Review Mental Abstrato – Uzoma
It’s around a decade now since Mental Abstrato‘s first album, Pure Essence, saw the light of day. Uzoma is its follow-up, so this trio of Brazilian DJ/producers – Omig One, Calmão Tranquis and Guimas Bass – is not what you might call prolific. More the kind of recording schedule of that famously reticent Scottish group, The Blue Nile. So, is the second album worth the wait? You bet your cotton socks it is.
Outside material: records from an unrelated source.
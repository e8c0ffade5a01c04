//! ECS resources shared by the host systems.

use std::collections::BTreeMap;

use bevy_ecs::prelude::*;
use glam::Vec3;
use parallax_input::{InputMapper, InputSnapshot, KeyboardState};
use parallax_layers::{LayerCollisionMatrix, LayerMask};
use parallax_physics::CharacterBody;
use parallax_player::LocomotionController;
use parallax_worlds::{AnimatorId, CameraPose, TransitionPhase, WorldSwitchController};

/// Per-frame timing. `delta` is scaled by `time_scale`; `unscaled_delta` is not.
#[derive(Resource, Debug, Clone)]
pub struct FrameClock {
    pub unscaled_delta: f32,
    pub delta: f32,
    /// Global simulation time scale. 1 is real time.
    pub time_scale: f32,
    pub elapsed: f64,
    pub unscaled_elapsed: f64,
    pub frame_count: u64,
}

impl Default for FrameClock {
    fn default() -> Self {
        Self {
            unscaled_delta: 0.0,
            delta: 0.0,
            time_scale: 1.0,
            elapsed: 0.0,
            unscaled_elapsed: 0.0,
            frame_count: 0,
        }
    }
}

impl FrameClock {
    /// Starts a frame of `unscaled_delta` seconds at the current time scale.
    pub fn begin_frame(&mut self, unscaled_delta: f32) {
        self.unscaled_delta = unscaled_delta;
        self.delta = unscaled_delta * self.time_scale;
        self.elapsed += f64::from(self.delta);
        self.unscaled_elapsed += f64::from(unscaled_delta);
        self.frame_count += 1;
    }
}

/// Fixed-step timing.
#[derive(Resource, Debug, Clone)]
pub struct FixedClock {
    pub fixed_dt: f32,
    /// Fixed steps run since startup.
    pub total_steps: u64,
}

impl FixedClock {
    pub fn new(fixed_dt: f32) -> Self {
        Self {
            fixed_dt,
            total_steps: 0,
        }
    }
}

/// Input bindings plus this frame's snapshot.
#[derive(Resource, Debug, Clone)]
pub struct InputRes {
    pub mapper: InputMapper,
    pub snapshot: InputSnapshot,
}

impl InputRes {
    pub fn new(mapper: InputMapper) -> Self {
        Self {
            mapper,
            snapshot: InputSnapshot::default(),
        }
    }

    /// Samples `keyboard` for this frame.
    pub fn capture(&mut self, keyboard: &KeyboardState, unscaled_delta: f32) {
        self.snapshot = self.mapper.update(keyboard, unscaled_delta);
    }
}

/// Global host state written only by [`apply_commands`](crate::apply_commands).
#[derive(Resource, Debug, Clone)]
pub struct HostState {
    pub rig_position: Vec3,
    pub camera: CameraPose,
    pub culling_mask: LayerMask,
    /// Transition tint overlay alpha.
    pub tint_alpha: f32,
    pub collision: LayerCollisionMatrix,
    pub animator_speeds: BTreeMap<AnimatorId, f32>,
}

impl Default for HostState {
    fn default() -> Self {
        Self {
            rig_position: Vec3::ZERO,
            camera: CameraPose::default(),
            culling_mask: LayerMask::ALL,
            tint_alpha: 0.0,
            collision: LayerCollisionMatrix::new(),
            animator_speeds: BTreeMap::new(),
        }
    }
}

/// Host tunables that are not owned by a core.
#[derive(Resource, Debug, Clone)]
pub struct HostSettings {
    pub max_frame_time: f32,
    pub max_fixed_steps: u32,
    /// Log every applied command at `trace`.
    pub trace_commands: bool,
}

#[derive(Resource, Debug)]
pub struct Switcher(pub WorldSwitchController);

#[derive(Resource, Debug)]
pub struct Locomotion(pub LocomotionController);

#[derive(Resource)]
pub struct PlayerBody(pub CharacterBody);

/// What the camera follows: the player body's position, refreshed after the
/// fixed steps of each frame.
#[derive(Resource, Debug, Clone, Copy, Default)]
pub struct FollowTarget(pub Vec3);

/// The outcome of the latest switcher tick.
#[derive(Resource, Debug, Clone, Copy, Default)]
pub struct LastSwitch {
    pub switched_to: Option<usize>,
    pub phase: TransitionPhase,
}

#[cfg(test)]
mod tests {
    use super::*;

    #[test]
    fn test_frame_clock_scales_delta() {
        let mut clock = FrameClock::default();
        clock.begin_frame(0.1);
        assert_eq!(clock.delta, 0.1);

        clock.time_scale = 0.5;
        clock.begin_frame(0.1);
        assert_eq!(clock.delta, 0.05);
        assert_eq!(clock.unscaled_delta, 0.1);
        assert_eq!(clock.frame_count, 2);
        assert!((clock.elapsed - 0.15).abs() < 1e-6);
        assert!((clock.unscaled_elapsed - 0.2).abs() < 1e-6);
    }
}
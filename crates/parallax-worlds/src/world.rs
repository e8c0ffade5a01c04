//! World definitions, obstacle caches, and the scene query used to fill them.

use glam::{Quat, Vec3};
use parallax_config::WorldConfig;
use parallax_layers::{LayerMask, LayerRegistry};

use crate::error::WorldSwitchError;

/// Camera position and orientation.
#[derive(Clone, Copy, Debug, PartialEq)]
pub struct CameraPose {
    pub position: Vec3,
    pub rotation: Quat,
}

impl Default for CameraPose {
    fn default() -> Self {
        Self {
            position: Vec3::ZERO,
            rotation: Quat::IDENTITY,
        }
    }
}

/// Host handle of an obstacle animator.
#[derive(Clone, Copy, Debug, PartialEq, Eq, Hash, PartialOrd, Ord)]
pub struct AnimatorId(pub u32);

/// One parallel world in the rotary list.
#[derive(Clone, Debug, PartialEq)]
pub struct WorldDef {
    /// Display name, used in logs.
    pub name: String,
    /// Collision layer holding this world's geometry.
    pub layer: String,
    /// Where the active camera sits while this world is shown.
    pub camera: CameraPose,
    /// Layers rendered while this world is shown.
    pub culling_mask: LayerMask,
    /// Scene container whose animators are this world's obstacles.
    pub obstacles: String,
}

impl WorldDef {
    /// Builds a world from its config entry, resolving culling layer names.
    ///
    /// An empty culling list renders everything.
    pub fn from_config(
        config: &WorldConfig,
        registry: &LayerRegistry,
    ) -> Result<Self, WorldSwitchError> {
        let culling_mask = if config.culling_layers.is_empty() {
            LayerMask::ALL
        } else {
            let mut mask = LayerMask::NONE;
            for name in &config.culling_layers {
                let layer = registry
                    .name_to_layer(name)
                    .ok_or_else(|| WorldSwitchError::UnknownLayer(name.clone()))?;
                mask = mask.with(layer);
            }
            mask
        };

        Ok(Self {
            name: config.name.clone(),
            layer: config.layer.clone(),
            camera: CameraPose {
                position: Vec3::from_array(config.camera_position),
                rotation: Quat::from_array(config.camera_rotation).normalize(),
            },
            culling_mask,
            obstacles: config.obstacles.clone(),
        })
    }
}

/// The animators found under a world's obstacle container, and the speed
/// they were last set to.
#[derive(Clone, Debug, PartialEq)]
pub struct WorldObstacleCache {
    pub animators: Vec<AnimatorId>,
    pub speed: f32,
}

impl WorldObstacleCache {
    pub fn new(animators: Vec<AnimatorId>) -> Self {
        Self {
            animators,
            speed: 1.0,
        }
    }

    /// Whether this world's obstacles are currently animating.
    pub fn is_animating(&self) -> bool {
        self.speed > 0.0
    }
}

/// Host scene query: the animators found under a named container.
///
/// Called once per world at startup. A missing container yields no animators.
pub trait ObstacleScanner {
    fn scan(&self, container: &str) -> Vec<AnimatorId>;
}

impl<F> ObstacleScanner for F
where
    F: Fn(&str) -> Vec<AnimatorId>,
{
    fn scan(&self, container: &str) -> Vec<AnimatorId> {
        self(container)
    }
}

#[cfg(test)]
mod tests {
    use super::*;
    use parallax_config::Config;

    fn registry() -> LayerRegistry {
        LayerRegistry::new(&Config::default().layers).unwrap()
    }

    #[test]
    fn test_from_config_resolves_culling_mask() {
        let registry = registry();
        let config = &Config::default().worlds[1];
        let world = WorldDef::from_config(config, &registry).unwrap();

        assert_eq!(world.name, "Dusk");
        let dusk = registry.name_to_layer("Dusk").unwrap();
        let dawn = registry.name_to_layer("Dawn").unwrap();
        assert!(world.culling_mask.contains(dusk));
        assert!(!world.culling_mask.contains(dawn));
    }

    #[test]
    fn test_empty_culling_list_renders_everything() {
        let config = WorldConfig {
            name: "Void".to_string(),
            ..WorldConfig::default()
        };
        let world = WorldDef::from_config(&config, &registry()).unwrap();
        assert_eq!(world.culling_mask, LayerMask::ALL);
    }

    #[test]
    fn test_unknown_culling_layer() {
        let config = WorldConfig {
            culling_layers: vec!["Limbo".to_string()],
            ..WorldConfig::default()
        };
        assert_eq!(
            WorldDef::from_config(&config, &registry()),
            Err(WorldSwitchError::UnknownLayer("Limbo".to_string()))
        );
    }

    #[test]
    fn test_closure_scanner() {
        let scanner = |container: &str| {
            if container == "Crates" {
                vec![AnimatorId(7)]
            } else {
                Vec::new()
            }
        };
        assert_eq!(scanner.scan("Crates"), vec![AnimatorId(7)]);
        assert!(scanner.scan("Missing").is_empty());
    }
}
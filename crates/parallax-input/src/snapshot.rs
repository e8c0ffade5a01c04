//! The per-frame input snapshot consumed by the gameplay cores.

use parallax_config::InputConfig;
use tracing::debug;
use winit::keyboard::{KeyCode, PhysicalKey};

use crate::axis::{AxisSettings, VirtualAxis};
use crate::keyboard::KeyboardState;
use crate::keycode::{InputError, parse_key_code, parse_key_codes};

/// Immutable view of the inputs the cores read in one frame.
#[derive(Clone, Copy, Debug, Default, PartialEq)]
pub struct InputSnapshot {
    /// The switch key went down this frame.
    pub switch_pressed: bool,
    /// Smoothed horizontal axis in `[-1, 1]`.
    pub horizontal: f32,
    /// Unsmoothed horizontal axis (−1, 0, 1).
    pub horizontal_raw: f32,
    /// Unsmoothed jump axis (0 or 1).
    pub jump_raw: f32,
}

/// Turns keyboard state into [`InputSnapshot`]s using the configured bindings.
#[derive(Clone, Debug)]
pub struct InputMapper {
    switch_key: KeyCode,
    horizontal: VirtualAxis,
    jump: VirtualAxis,
}

impl InputMapper {
    /// Resolves the key names in `config`.
    pub fn from_config(config: &InputConfig) -> Result<Self, InputError> {
        let settings = AxisSettings {
            sensitivity: config.axis_sensitivity,
            gravity: config.axis_gravity,
            snap: config.axis_snap,
            dead: config.axis_dead,
        };
        let switch_key = parse_key_code(&config.switch_key)?;
        let left = parse_key_codes(&config.move_left)?;
        let right = parse_key_codes(&config.move_right)?;
        let jump = parse_key_codes(&config.jump)?;
        debug!(?switch_key, ?left, ?right, ?jump, "input bindings resolved");
        Ok(Self {
            switch_key,
            horizontal: VirtualAxis::new(left, right, settings),
            jump: VirtualAxis::new(Vec::new(), jump, settings),
        })
    }

    /// Advances axis smoothing by `dt` (unscaled seconds) and captures this
    /// frame's snapshot.
    pub fn update(&mut self, keyboard: &KeyboardState, dt: f32) -> InputSnapshot {
        self.horizontal.update(keyboard, dt);
        self.jump.update(keyboard, dt);
        InputSnapshot {
            switch_pressed: keyboard.just_pressed(PhysicalKey::Code(self.switch_key)),
            horizontal: self.horizontal.value(),
            horizontal_raw: self.horizontal.raw(keyboard),
            jump_raw: self.jump.raw(keyboard),
        }
    }

    /// The key bound to the world switch.
    pub fn switch_key(&self) -> KeyCode {
        self.switch_key
    }
}
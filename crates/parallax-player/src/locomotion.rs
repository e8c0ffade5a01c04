//! Fixed-step velocity integration.

use glam::{Vec2, Vec3};
use parallax_config::Config;
use parallax_layers::{LayerError, LayerMask, LayerRegistry};
use tracing::trace;

use crate::probe::GroundProbe;

/// A jump is refused while already rising at least this fast (m/s).
const MAX_JUMP_START_SPEED: f32 = 1.0;

/// Locomotion tunables.
#[derive(Clone, Debug, PartialEq)]
pub struct LocomotionSettings {
    /// Horizontal speed at full axis deflection, in m/s.
    pub speed: f32,
    /// Launch multiplier: launch speed is `-gravity_y * jump_force * dt`.
    pub jump_force: f32,
    /// Vertical gravity in m/s².
    pub gravity_y: f32,
    /// Layers the ground probe may hit.
    pub terrain_mask: LayerMask,
    pub body_height: f32,
    pub probe_radius: f32,
    /// Depth coordinate the body is kept on.
    pub depth_plane: f32,
}

impl LocomotionSettings {
    /// Reads the player and physics sections, resolving terrain layer names.
    pub fn from_config(config: &Config, registry: &LayerRegistry) -> Result<Self, LayerError> {
        Ok(Self {
            speed: config.player.speed,
            jump_force: config.player.jump_force,
            gravity_y: config.physics.gravity_y,
            terrain_mask: registry.mask_of(&config.player.terrain_layers)?,
            body_height: config.player.body_height,
            probe_radius: config.player.probe_radius,
            depth_plane: config.player.depth_plane,
        })
    }
}

impl Default for LocomotionSettings {
    fn default() -> Self {
        Self {
            speed: 5.0,
            jump_force: 15.0,
            gravity_y: -9.81,
            terrain_mask: LayerMask::ALL,
            body_height: 2.0,
            probe_radius: 0.2,
            depth_plane: 0.0,
        }
    }
}

/// Inputs for one fixed step.
#[derive(Clone, Copy, Debug, Default, PartialEq)]
pub struct StepContext {
    /// Fixed step duration in seconds.
    pub dt: f32,
    /// Smoothed horizontal axis in `[-1, 1]`.
    pub horizontal: f32,
    /// Raw jump axis.
    pub jump_raw: f32,
    /// The host's contact flag from the previous move.
    pub grounded: bool,
    /// Whether the [`GroundProbe`] hit anything this step.
    pub probe_hit: bool,
}

/// Movement requested from the host for one fixed step.
#[derive(Clone, Copy, Debug, PartialEq)]
pub struct MoveIntent {
    /// Displacement to attempt, before collision resolution.
    pub delta: Vec3,
    /// Depth the body's z is snapped to after moving.
    pub depth: f32,
}

/// Velocity integrator for a side-on character.
///
/// Horizontal velocity is set directly from input with no acceleration.
/// Vertical velocity accumulates gravity while airborne and resets to zero
/// on contact. A jump fires when the body is grounded or the probe sees
/// ground within reach, which forgives presses made just before landing.
#[derive(Clone, Debug)]
pub struct LocomotionController {
    settings: LocomotionSettings,
    velocity: Vec2,
}

impl LocomotionController {
    /// Starts with velocity equal to gravity, as if already falling.
    pub fn new(settings: LocomotionSettings) -> Self {
        let velocity = Vec2::new(0.0, settings.gravity_y);
        Self { settings, velocity }
    }

    /// The probe the host should run before each [`fixed_step`](Self::fixed_step).
    pub fn ground_probe(&self) -> GroundProbe {
        GroundProbe::new(
            self.settings.probe_radius,
            self.settings.body_height,
            self.settings.terrain_mask,
        )
    }

    /// Integrates one fixed step.
    pub fn fixed_step(&mut self, ctx: &StepContext) -> MoveIntent {
        if ctx.grounded {
            self.velocity.y = 0.0;
        } else {
            self.velocity.y += self.settings.gravity_y * ctx.dt;
        }

        self.velocity.x = ctx.horizontal * self.settings.speed;

        let grounded_soon = ctx.grounded || ctx.probe_hit;
        if grounded_soon && ctx.jump_raw > 0.0 && self.velocity.y < MAX_JUMP_START_SPEED {
            self.velocity.y = -self.settings.gravity_y * self.settings.jump_force * ctx.dt;
            trace!(vy = self.velocity.y, probe = ctx.probe_hit, "jump");
        }

        let step = self.velocity * ctx.dt;
        MoveIntent {
            delta: Vec3::new(step.x, step.y, 0.0),
            depth: self.settings.depth_plane,
        }
    }

    /// Current (horizontal, vertical) velocity in m/s.
    pub fn velocity(&self) -> Vec2 {
        self.velocity
    }

    pub fn settings(&self) -> &LocomotionSettings {
        &self.settings
    }
}
//! Parallax headless runner.
//!
//! Loads `config.ron`, builds the host, and plays a scripted session: the
//! player spawns, optionally walks right, and the world switches on the
//! requested frames. Useful for checking transitions and tuning from logs.
//!
//! Run with: `cargo run -p parallax-game -- --switch-at 60 --switch-at 200`

mod script;

use std::process::ExitCode;

use clap::Parser;
use glam::Vec3;
use parallax_app::{Host, HostError};
use parallax_config::{CliArgs, Config, default_config_dir};
use parallax_input::KeyboardState;
use tracing::{error, info};

use crate::script::SessionScript;

/// CLI arguments for the runner.
#[derive(Parser, Debug)]
#[command(name = "parallax", about = "Parallax world-switching platformer (headless)")]
struct GameArgs {
    #[command(flatten)]
    cli: CliArgs,

    /// Number of frames to simulate.
    #[arg(long, default_value_t = 600)]
    frames: u64,

    /// Unscaled duration of each frame in seconds.
    #[arg(long, default_value_t = 1.0 / 60.0)]
    frame_dt: f32,

    /// Frame on which to press the switch key. Repeatable.
    #[arg(long = "switch-at")]
    switch_at: Vec<u64>,

    /// Frame on which to press jump. Repeatable.
    #[arg(long = "jump-at")]
    jump_at: Vec<u64>,

    /// Hold the move-right key for the whole session.
    #[arg(long)]
    walk: bool,
}

/// What a session did, for the closing log line.
struct SessionSummary {
    frames: u64,
    switches: usize,
    world: String,
    player: Vec3,
    /// Scaled seconds simulated. Falls behind `real_time` while transitions
    /// dilate time.
    sim_time: f64,
    real_time: f64,
    fixed_steps: u64,
}

fn main() -> ExitCode {
    let args = GameArgs::parse();

    let config_dir = args.cli.config.clone().unwrap_or_else(default_config_dir);
    let loaded = Config::load_or_create(&config_dir);
    let mut config = loaded.as_ref().cloned().unwrap_or_default();
    config.apply_cli_overrides(&args.cli);

    parallax_log::init_logging(
        Some(&config_dir.join("logs")),
        cfg!(debug_assertions),
        Some(&config),
    );

    if let Err(err) = loaded {
        error!(dir = %config_dir.display(), "failed to load config: {err}");
        return ExitCode::FAILURE;
    }

    info!("Parallax headless session");
    info!(
        "Frames: {} x {:.1}ms | worlds: {} | switches scheduled: {}",
        args.frames,
        args.frame_dt * 1000.0,
        config.worlds.len(),
        args.switch_at.len()
    );

    match run(&config, &args) {
        Ok(summary) => {
            info!(
                frames = summary.frames,
                switches = summary.switches,
                world = %summary.world,
                sim_time = summary.sim_time,
                real_time = summary.real_time,
                fixed_steps = summary.fixed_steps,
                "session finished, player at ({:.2}, {:.2}, {:.2})",
                summary.player.x,
                summary.player.y,
                summary.player.z
            );
            ExitCode::SUCCESS
        }
        Err(err) => {
            error!("session failed: {err}");
            ExitCode::FAILURE
        }
    }
}

fn run(config: &Config, args: &GameArgs) -> Result<SessionSummary, HostError> {
    let mut host = Host::new(config)?;
    let script = SessionScript::new(&config.input, &args.switch_at, &args.jump_at, args.walk)?;
    let mut keyboard = KeyboardState::new();
    let mut switches = 0;

    for frame in 0..args.frames {
        script.drive(frame, &mut keyboard);
        let report = host.frame(args.frame_dt, &keyboard);
        keyboard.clear_transients();

        if let Some(index) = report.switched_to {
            switches += 1;
            let name = config.worlds.get(index).map_or("?", |w| w.name.as_str());
            info!(frame, index, world = name, "switched world");
        }
    }

    host.shutdown();

    Ok(SessionSummary {
        frames: args.frames,
        switches,
        world: host.switcher().world().name.clone(),
        player: host.player_position(),
        sim_time: host.clock().elapsed,
        real_time: host.clock().unscaled_elapsed,
        fixed_steps: host.fixed_clock().total_steps,
    })
}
As good as it is – and Pure Essence is full of what Roland Kirk might have called “bright moments” – the first album is clearly the work of enthusiastic young tyros. Like kids in a sweet shop – like “good children of Hip Hop”, in fact, as they have been very charmingly described – they revel in the technology at their disposal. The album is built on samples, effects, electro beats and guest hip-hop vocals. It’s a playful, almost dizzying affair, with unsettling codas, for example, tacked seemingly arbitrarily onto the ends of certain numbers. It works, but it leaves you feeling a bit bewitched, bedazzled and bewildered.
The second release is a much more mature and coherent creation. Although augmented by guest musicians and vocalists of the calibre of Bocato, whose raucous valve trombone lights up “Noite Vazia”, just one of several stand-out tracks, this nevertheless feels like the product of a working band. (check out some of their live videos – such as “Trip” [above] – for confirmation.) Allied to the beats and effects, the electric bass, hand drums, vibes and three-piece horn section all meld beautifully to give Mental Abstrato now a signature sound. Ironically, given less reliance on samples, that sound approximates the jazzier side of A Tribe Called Quest. A case of sampling the samplers, perhaps. There appears to be a sample of “Jazz (we’ve got)” on “Mr. Cal”, and I’d be surprised if the flute lick in the dance floor-inducing “Suco de Acerola” wasn’t inspired by the Tribe’s “Find A Way”. Spookily, guest vocalist Ozay Moore on the splendid “Blue Skies” sounds at times like a dead ringer for Q-Tip.
Recorded in São Paulo, that teeming crucible of hip, modern Brazilian music, Uzoma has been described as an “urban and contemporary jazz record”. As such, Mental Abstrato come into the same kind of category as fellow Paulistanos, Bixiga 70 and Nomade Orquestra. You can hear elements of the former in punchier brassy numbers like “Samambaia Rainha” and the splendid, insistent “James Bongô”, and elements of the latter in broodier cinematic numbers: “Down” and “Afroorínico”, with its scrambled muted trumpet sound dialoguing with a dark, mysterious bass clarinet. Ultimately, though, Mental Abstrato play more pure jazz than either of the other combos. Their brand may be urban, contemporary and “experimental”, but it also delves deep into its source material, be that Afrobeat, samba-jazz or the kind of ’70s soul/funk that colours numbers like “Menino Angoleiro” and “Suco de Acerola”. The combination of vibes and brass on the latter, for example, suggests prime-time Roy Ayers’ Ubiquity, although when the vibes and the flute get together in perfect harmony the ghost of Ocho past comes more to mind, Chico Mendoza’s ahead-of-its-time Latin soul/jazz octet that briefly lit up the clubs of New Jersey in the 1970s.
Listening to this thrilling album first time around, I positively tingled as I might have done when I first heard Herbie Hancock’s seminal Head Hunters. There’s a similar sense of infectious joy and subtle shifting of genres. Of course, it’s unlikely to have that kind of long-term influence, but it certainly meets Us3’s holy trinity: it’s “groovy, jazzy, funky”. It’s also deep, artful, questing and diverse. “A fabulous creation”, in short! With Christmas is on its way, the double LP format especially would make a great gift for a seriously hip relative.